:: PROBLEM STATEMENT ::
For the data below, restate word for word only the lines from the line containing "pub mod config;" through the line containing "pub mod utils;", both ends included.

:: EXTRACTED ENTRIES ::
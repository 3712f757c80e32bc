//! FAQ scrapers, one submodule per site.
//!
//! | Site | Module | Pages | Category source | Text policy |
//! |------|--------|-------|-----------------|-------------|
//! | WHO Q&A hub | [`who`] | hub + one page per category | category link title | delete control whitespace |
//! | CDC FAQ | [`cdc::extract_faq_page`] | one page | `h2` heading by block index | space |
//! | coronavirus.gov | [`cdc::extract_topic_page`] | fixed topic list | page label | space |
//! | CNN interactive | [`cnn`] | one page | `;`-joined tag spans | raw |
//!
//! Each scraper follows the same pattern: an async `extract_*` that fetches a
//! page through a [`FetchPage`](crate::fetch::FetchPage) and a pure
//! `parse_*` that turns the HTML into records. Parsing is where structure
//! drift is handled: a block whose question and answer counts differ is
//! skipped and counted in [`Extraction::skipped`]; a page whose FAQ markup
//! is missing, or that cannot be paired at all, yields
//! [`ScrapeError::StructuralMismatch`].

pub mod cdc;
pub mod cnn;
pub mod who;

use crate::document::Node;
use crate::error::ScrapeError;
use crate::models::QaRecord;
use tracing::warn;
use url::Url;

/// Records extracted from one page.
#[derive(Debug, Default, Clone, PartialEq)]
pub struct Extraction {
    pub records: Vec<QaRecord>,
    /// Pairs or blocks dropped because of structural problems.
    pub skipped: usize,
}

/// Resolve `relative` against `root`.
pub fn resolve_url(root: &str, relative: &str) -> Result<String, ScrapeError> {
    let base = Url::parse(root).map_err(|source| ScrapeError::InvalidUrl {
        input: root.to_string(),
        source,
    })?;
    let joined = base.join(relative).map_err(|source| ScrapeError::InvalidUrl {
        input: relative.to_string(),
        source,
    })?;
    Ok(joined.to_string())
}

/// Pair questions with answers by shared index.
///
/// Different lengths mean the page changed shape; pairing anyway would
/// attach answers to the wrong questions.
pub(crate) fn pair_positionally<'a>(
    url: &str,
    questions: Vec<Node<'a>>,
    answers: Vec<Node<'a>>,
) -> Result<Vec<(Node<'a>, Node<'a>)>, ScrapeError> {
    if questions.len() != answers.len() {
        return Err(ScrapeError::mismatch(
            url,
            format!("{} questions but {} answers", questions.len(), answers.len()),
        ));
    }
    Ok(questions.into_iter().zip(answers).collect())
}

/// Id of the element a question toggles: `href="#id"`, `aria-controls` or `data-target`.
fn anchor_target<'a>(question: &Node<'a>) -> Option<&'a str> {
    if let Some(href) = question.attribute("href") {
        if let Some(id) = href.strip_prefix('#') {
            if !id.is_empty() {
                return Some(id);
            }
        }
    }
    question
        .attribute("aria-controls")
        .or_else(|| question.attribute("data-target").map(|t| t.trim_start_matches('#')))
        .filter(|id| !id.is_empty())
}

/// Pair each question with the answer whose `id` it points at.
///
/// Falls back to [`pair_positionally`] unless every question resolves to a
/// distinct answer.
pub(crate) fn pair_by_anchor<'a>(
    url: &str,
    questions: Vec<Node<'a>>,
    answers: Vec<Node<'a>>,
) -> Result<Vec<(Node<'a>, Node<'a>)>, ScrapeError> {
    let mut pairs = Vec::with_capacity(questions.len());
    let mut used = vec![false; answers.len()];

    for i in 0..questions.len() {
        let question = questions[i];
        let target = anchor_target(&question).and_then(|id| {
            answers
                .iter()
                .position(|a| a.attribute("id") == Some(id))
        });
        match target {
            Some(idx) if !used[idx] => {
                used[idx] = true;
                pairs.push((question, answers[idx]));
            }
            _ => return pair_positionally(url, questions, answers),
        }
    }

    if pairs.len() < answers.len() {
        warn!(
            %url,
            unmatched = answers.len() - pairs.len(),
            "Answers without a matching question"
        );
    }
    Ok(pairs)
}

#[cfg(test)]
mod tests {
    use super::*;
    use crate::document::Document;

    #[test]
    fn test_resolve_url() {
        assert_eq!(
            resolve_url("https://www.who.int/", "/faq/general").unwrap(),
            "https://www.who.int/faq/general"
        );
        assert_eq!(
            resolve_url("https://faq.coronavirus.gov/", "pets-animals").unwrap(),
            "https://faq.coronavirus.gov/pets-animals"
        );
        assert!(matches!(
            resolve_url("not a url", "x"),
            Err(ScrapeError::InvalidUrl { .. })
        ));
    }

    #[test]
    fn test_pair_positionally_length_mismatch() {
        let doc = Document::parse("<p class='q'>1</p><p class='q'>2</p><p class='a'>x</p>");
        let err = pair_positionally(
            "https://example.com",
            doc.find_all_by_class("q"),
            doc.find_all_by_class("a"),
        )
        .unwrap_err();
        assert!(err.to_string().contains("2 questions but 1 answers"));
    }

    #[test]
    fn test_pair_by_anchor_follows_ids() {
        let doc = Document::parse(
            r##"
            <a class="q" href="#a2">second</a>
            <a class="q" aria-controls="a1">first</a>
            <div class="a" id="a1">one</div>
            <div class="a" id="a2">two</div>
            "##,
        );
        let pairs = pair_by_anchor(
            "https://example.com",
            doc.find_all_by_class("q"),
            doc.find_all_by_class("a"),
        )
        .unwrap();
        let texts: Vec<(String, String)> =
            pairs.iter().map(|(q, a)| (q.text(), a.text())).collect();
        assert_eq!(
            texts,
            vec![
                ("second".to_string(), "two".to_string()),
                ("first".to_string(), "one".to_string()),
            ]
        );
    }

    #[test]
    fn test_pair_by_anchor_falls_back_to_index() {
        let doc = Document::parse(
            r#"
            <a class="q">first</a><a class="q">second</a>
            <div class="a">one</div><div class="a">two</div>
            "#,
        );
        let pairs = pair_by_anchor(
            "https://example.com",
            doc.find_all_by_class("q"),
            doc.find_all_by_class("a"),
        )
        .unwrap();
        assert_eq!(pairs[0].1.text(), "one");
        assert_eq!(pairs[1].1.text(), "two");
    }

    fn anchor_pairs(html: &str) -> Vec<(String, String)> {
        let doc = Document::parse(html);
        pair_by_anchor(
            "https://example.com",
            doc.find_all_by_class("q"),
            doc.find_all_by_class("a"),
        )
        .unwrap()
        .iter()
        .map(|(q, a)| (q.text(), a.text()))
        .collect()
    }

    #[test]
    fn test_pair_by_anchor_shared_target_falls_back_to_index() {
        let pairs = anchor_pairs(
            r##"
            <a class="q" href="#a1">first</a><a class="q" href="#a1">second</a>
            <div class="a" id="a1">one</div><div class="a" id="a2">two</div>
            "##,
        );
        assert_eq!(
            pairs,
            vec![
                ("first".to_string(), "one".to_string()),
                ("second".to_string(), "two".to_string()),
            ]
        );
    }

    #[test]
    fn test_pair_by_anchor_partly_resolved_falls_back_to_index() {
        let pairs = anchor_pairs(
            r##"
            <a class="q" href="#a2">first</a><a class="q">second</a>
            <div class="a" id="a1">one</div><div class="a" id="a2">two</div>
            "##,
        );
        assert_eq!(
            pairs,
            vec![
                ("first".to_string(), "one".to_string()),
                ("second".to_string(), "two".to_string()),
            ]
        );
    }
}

* * *

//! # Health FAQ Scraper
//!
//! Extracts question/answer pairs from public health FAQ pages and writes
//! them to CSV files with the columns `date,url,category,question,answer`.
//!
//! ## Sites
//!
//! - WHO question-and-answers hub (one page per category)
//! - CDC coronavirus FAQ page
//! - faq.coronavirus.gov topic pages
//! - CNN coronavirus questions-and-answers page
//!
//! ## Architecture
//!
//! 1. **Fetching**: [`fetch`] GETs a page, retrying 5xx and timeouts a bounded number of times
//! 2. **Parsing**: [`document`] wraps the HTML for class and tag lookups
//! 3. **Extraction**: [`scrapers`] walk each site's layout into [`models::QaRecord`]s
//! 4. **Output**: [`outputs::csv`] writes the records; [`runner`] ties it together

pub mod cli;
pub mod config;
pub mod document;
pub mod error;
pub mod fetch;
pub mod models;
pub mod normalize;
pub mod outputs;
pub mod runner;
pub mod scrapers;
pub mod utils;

--

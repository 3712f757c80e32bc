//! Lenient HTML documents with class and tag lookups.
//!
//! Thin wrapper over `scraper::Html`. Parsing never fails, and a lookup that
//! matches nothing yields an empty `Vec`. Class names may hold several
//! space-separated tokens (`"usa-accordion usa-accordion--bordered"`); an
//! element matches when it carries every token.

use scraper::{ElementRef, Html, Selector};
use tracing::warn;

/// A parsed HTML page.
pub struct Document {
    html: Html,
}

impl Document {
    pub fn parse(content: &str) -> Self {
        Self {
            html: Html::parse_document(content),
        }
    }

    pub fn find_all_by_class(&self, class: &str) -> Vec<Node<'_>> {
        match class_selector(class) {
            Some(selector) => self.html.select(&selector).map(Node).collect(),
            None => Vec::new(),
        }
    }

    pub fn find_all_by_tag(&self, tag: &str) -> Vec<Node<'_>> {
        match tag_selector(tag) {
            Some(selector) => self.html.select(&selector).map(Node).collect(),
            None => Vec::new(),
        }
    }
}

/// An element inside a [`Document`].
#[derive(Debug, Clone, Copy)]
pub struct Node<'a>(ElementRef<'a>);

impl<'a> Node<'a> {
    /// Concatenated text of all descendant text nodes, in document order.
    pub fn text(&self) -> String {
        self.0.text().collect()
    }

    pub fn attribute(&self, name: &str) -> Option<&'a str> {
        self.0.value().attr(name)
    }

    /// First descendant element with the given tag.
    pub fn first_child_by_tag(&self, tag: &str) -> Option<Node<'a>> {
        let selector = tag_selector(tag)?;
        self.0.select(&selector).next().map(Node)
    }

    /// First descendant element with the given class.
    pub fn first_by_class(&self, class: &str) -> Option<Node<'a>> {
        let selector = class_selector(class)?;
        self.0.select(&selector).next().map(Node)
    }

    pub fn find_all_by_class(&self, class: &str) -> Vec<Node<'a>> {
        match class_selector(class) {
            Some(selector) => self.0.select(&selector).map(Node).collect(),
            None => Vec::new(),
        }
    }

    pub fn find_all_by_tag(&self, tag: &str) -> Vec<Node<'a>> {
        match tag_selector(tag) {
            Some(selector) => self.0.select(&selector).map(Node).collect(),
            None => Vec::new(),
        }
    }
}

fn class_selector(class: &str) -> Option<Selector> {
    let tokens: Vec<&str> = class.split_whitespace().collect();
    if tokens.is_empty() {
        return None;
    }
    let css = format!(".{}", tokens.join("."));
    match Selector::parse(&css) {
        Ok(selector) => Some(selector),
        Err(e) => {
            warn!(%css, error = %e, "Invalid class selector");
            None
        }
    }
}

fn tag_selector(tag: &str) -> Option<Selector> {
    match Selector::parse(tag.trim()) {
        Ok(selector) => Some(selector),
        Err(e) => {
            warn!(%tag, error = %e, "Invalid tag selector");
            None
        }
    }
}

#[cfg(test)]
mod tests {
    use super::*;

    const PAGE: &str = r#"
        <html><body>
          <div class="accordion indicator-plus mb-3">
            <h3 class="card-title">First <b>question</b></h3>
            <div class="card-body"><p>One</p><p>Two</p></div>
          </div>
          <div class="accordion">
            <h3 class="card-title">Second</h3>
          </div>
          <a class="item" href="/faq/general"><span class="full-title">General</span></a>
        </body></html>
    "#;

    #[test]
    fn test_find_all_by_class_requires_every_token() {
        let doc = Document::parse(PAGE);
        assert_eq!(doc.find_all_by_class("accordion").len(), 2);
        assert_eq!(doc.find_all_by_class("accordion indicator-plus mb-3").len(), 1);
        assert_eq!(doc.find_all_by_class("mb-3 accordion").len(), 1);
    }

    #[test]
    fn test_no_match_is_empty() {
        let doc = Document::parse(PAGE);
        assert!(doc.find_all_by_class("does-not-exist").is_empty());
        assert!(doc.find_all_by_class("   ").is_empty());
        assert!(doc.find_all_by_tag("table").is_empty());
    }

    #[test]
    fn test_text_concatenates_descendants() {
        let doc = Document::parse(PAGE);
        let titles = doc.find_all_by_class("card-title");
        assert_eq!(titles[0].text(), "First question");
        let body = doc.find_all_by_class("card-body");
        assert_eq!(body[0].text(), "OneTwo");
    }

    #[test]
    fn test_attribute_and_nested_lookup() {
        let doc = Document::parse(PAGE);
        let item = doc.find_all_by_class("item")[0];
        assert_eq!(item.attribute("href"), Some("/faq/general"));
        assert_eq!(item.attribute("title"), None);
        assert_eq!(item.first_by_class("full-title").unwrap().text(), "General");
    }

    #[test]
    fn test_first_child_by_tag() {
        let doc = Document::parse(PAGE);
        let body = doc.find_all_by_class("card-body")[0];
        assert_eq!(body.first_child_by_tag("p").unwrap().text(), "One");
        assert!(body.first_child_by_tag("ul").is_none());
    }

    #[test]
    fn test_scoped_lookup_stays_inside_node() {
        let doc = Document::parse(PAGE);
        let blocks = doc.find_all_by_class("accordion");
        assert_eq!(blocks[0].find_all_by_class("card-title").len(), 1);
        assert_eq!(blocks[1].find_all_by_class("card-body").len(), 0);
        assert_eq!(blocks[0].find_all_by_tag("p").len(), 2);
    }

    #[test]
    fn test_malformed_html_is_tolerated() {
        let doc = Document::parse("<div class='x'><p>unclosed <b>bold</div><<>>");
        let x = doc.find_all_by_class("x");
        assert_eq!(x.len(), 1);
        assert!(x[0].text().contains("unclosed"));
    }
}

:: RESPONSE FOR THIS EXERCISE ::
pub mod config;
pub mod document;
pub mod error;
pub mod fetch;
pub mod models;
pub mod normalize;
pub mod outputs;
pub mod runner;
pub mod scrapers;
pub mod utils;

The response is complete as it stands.